Through the long, high windows of the shed an abundance of light fell. But Jack, once inside the door, halted, looking with lips parted and eyes wide open.
"O-o-o-oh!" he murmured.
"What is it?" inquired the inventor, curiously.
"The very, wonder of the thing," replied Benson, frankly, looking over the whole length of the "Pollard" as she lay propped up on the sturdy ways.
Nor did that simple speech make the inventor think any less of the boy. Though Hal Hastings remained silent for some time, his fascinated gaze rested steadily on the strange-looking outlines of the cigar-shaped bull of the boat.
The outer hull was of steel plates, carefully riveted into place. The entire length of the boat was about one hundred and ten feet, which in point of size placed her just about in the class of boats of this type which are being constructed to-day.
Near the center of the boat, on the upper side, was the conning tower, about nine feet in outside diameter, and extending some four feet above the sloping deck of the craft. Around the conning tower extended a flat, circular "platform" deck.

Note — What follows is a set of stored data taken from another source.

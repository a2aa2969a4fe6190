//! Open a page, edit it, save it, reload it.

use crate::backend::Backend;
use crate::catalog::{PageRequest, TableRef};
use crate::commit::batch::BatchResult;
use crate::commit::coordinator::TransactionCoordinator;
use crate::config::EngineConfig;
use crate::error::BatchError;
use crate::tracker::{EditTracker, Reconciliation};
use tracing::{info, warn};

#[derive(Debug, Clone, PartialEq, Eq)]
pub enum SaveOutcome {
    NothingPending,
    /// The batch committed and the page was reloaded.
    Committed(BatchResult),
    /// The batch committed but the page could not be reloaded. Edits are
    /// cleared and the grid shows pre-save rows until the next refresh.
    CommittedNotReloaded {
        result: BatchResult,
        reload_error: String,
    },
    /// The batch was rolled back; pending edits are kept for a retry.
    Failed(BatchResult),
}

pub struct EditSession<B: Backend> {
    coordinator: TransactionCoordinator<B>,
    tracker: EditTracker,
}

impl<B: Backend> EditSession<B> {
    pub async fn open(
        backend: B,
        config: EngineConfig,
        request: PageRequest,
    ) -> Result<Self, BatchError> {
        let request = PageRequest::new(
            request.table,
            request.page,
            config.clamp_page_size(request.page_size),
        );
        let coordinator = TransactionCoordinator::new(backend, config)?;
        let loaded = coordinator.source().load_page(&request).await?;
        let tracker = EditTracker::open(loaded)?;
        Ok(Self {
            coordinator,
            tracker,
        })
    }

    /// Opens `page` of `table` with the configured default page size.
    pub async fn open_table(
        backend: B,
        config: EngineConfig,
        table: TableRef,
        page: u32,
    ) -> Result<Self, BatchError> {
        let page_size = config.default_page_size;
        Self::open(backend, config, PageRequest::new(table, page, page_size)).await
    }

    pub fn tracker(&self) -> &EditTracker {
        &self.tracker
    }

    pub fn tracker_mut(&mut self) -> &mut EditTracker {
        &mut self.tracker
    }

    pub fn backend(&self) -> &B {
        self.coordinator.source()
    }

    /// Reloads the current page. Pending edits are dropped.
    pub async fn refresh(&mut self) -> Result<(), BatchError> {
        self.load(self.tracker.page_request()).await
    }

    pub async fn go_to_page(&mut self, page: u32) -> Result<(), BatchError> {
        let request = self.tracker.page_request().with_page(page);
        self.load(request).await
    }

    pub async fn discard(&mut self) -> Result<(), BatchError> {
        let request = self.tracker.discard();
        self.load(request).await
    }

    pub async fn save(&mut self) -> Result<SaveOutcome, BatchError> {
        let Some(request) = self.tracker.build_batch_request() else {
            return Ok(SaveOutcome::NothingPending);
        };
        let result = self.coordinator.execute_batch(&request).await;
        match self.tracker.reconcile(&result) {
            Reconciliation::Reload(page) => {
                info!(table = %self.tracker.table(), rows_affected = result.rows_affected, "changes saved");
                match self.load(page).await {
                    Ok(()) => Ok(SaveOutcome::Committed(result)),
                    Err(err) => {
                        warn!(table = %self.tracker.table(), error = %err, "saved but reload failed");
                        Ok(SaveOutcome::CommittedNotReloaded {
                            result,
                            reload_error: err.to_string(),
                        })
                    }
                }
            }
            Reconciliation::Retained { error } => {
                warn!(table = %self.tracker.table(), error = %error, "save failed; edits kept");
                Ok(SaveOutcome::Failed(result))
            }
        }
    }

    async fn load(&mut self, request: PageRequest) -> Result<(), BatchError> {
        let page_size = self.coordinator.config().clamp_page_size(request.page_size);
        let request = PageRequest::new(request.table, request.page, page_size);
        let page = self.coordinator.source().load_page(&request).await?;
        self.tracker.replace_page(page)
    }
}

At the bow of the boat the torpedo tube projected a short distance. At the stern the rudder was in place, and all was in readiness for placing the propeller shaft and the propeller itself. On the floor of the shed, near the middle of this strange, dangerous boat, lay miscellaneous small pieces of machinery and fittings.
At the starboard side of the boat stood a ladder that ascended to the platform deck. In the top of the conning tower a man-hole cover stood propped up. It was through this opening that the workmen entered or left the boat.
From outside the shed several wires ran in. In dark weather these wires carried the current for electric lights in shed and boat.
"I won't ask you aboard until the foreman and other workmen arrive," explained Mr. Pollard. "It'll be only a few minutes to wait."
While they were still examining the outer hull, and discussing the submarine, Dan Jaggers, in his workman's clothes, reached the open doorway of the shed. One look inside, and he halted short. He gathered from the talk he heard that Jack Benson and Hal Hastings were to be added to the "Pollard's" working gang.
"Not if I know myself--and the foreman--and I think I do!" growled the Jaggers youth, backing away unseen.
The next of the workmen to arrive was Michael O'brien, red-haired and about twenty-eight years of age. He was good-humored and talkative, and the two boys took an immediate liking to him.
Through the gate of the yard came Joshua Owen, a man of forty-five, of medium height, broad-shouldered, black-haired and with a frame that spoke of great physical power and endurance. Yet he had restless, rather evil-looking eyes.